(Stored data entries)
=======

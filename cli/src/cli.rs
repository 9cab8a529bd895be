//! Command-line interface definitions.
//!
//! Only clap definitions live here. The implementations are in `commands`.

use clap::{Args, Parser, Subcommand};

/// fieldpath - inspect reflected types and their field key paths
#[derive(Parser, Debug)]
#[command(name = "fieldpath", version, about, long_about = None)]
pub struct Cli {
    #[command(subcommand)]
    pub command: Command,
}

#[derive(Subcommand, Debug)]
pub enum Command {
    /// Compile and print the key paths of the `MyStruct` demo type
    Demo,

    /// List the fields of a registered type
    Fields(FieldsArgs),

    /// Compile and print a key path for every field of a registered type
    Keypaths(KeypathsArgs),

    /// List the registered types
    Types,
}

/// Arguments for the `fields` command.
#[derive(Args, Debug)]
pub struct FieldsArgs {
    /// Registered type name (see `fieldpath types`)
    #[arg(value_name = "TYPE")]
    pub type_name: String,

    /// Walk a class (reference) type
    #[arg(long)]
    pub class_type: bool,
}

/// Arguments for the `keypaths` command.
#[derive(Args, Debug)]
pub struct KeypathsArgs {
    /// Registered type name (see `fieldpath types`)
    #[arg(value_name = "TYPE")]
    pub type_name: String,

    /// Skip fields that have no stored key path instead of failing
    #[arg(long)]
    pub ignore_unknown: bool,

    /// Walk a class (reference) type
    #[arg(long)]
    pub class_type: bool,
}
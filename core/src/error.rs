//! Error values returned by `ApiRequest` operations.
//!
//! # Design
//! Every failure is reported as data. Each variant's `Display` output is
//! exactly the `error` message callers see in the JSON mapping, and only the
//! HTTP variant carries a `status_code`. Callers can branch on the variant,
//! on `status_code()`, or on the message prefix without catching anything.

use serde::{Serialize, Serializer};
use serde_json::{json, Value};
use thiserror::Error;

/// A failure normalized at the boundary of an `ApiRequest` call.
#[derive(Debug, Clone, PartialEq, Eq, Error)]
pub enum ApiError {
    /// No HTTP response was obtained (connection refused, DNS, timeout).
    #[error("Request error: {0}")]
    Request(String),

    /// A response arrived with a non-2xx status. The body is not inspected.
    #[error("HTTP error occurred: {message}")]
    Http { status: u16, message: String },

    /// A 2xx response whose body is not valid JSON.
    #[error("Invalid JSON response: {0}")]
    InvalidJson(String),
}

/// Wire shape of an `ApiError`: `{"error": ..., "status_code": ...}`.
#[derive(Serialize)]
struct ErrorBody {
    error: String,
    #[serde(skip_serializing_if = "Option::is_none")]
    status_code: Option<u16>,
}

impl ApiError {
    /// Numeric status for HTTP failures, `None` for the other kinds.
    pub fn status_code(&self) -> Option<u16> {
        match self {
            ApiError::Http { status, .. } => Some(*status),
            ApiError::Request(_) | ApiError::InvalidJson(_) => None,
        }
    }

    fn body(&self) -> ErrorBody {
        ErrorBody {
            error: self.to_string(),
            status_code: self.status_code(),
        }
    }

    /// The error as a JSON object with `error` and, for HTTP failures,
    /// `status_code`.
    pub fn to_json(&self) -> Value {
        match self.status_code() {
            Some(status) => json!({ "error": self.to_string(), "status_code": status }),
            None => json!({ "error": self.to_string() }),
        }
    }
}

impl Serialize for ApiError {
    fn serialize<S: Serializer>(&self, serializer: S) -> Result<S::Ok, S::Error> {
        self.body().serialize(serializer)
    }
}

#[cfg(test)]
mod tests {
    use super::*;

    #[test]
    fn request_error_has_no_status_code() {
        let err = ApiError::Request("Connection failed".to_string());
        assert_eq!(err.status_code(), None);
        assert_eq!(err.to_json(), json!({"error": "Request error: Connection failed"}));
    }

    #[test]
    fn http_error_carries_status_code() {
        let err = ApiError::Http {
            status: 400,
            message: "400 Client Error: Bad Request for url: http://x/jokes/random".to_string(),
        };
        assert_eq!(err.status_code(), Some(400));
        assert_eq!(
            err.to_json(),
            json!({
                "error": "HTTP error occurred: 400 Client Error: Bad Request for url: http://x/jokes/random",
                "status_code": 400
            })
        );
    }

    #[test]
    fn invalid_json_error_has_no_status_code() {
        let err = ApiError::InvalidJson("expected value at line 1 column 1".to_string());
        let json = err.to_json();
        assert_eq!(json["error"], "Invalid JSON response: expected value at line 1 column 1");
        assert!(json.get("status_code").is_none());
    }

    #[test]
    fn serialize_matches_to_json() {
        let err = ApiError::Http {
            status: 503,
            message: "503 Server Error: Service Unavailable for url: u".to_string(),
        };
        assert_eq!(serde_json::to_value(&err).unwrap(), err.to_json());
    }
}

=======

_Assignment_. Pull out every line above that holds the word "ApiRequest".

_Answer to the problem_.
//! Error values returned by `ApiRequest` operations.
/// A failure normalized at the boundary of an `ApiRequest` call.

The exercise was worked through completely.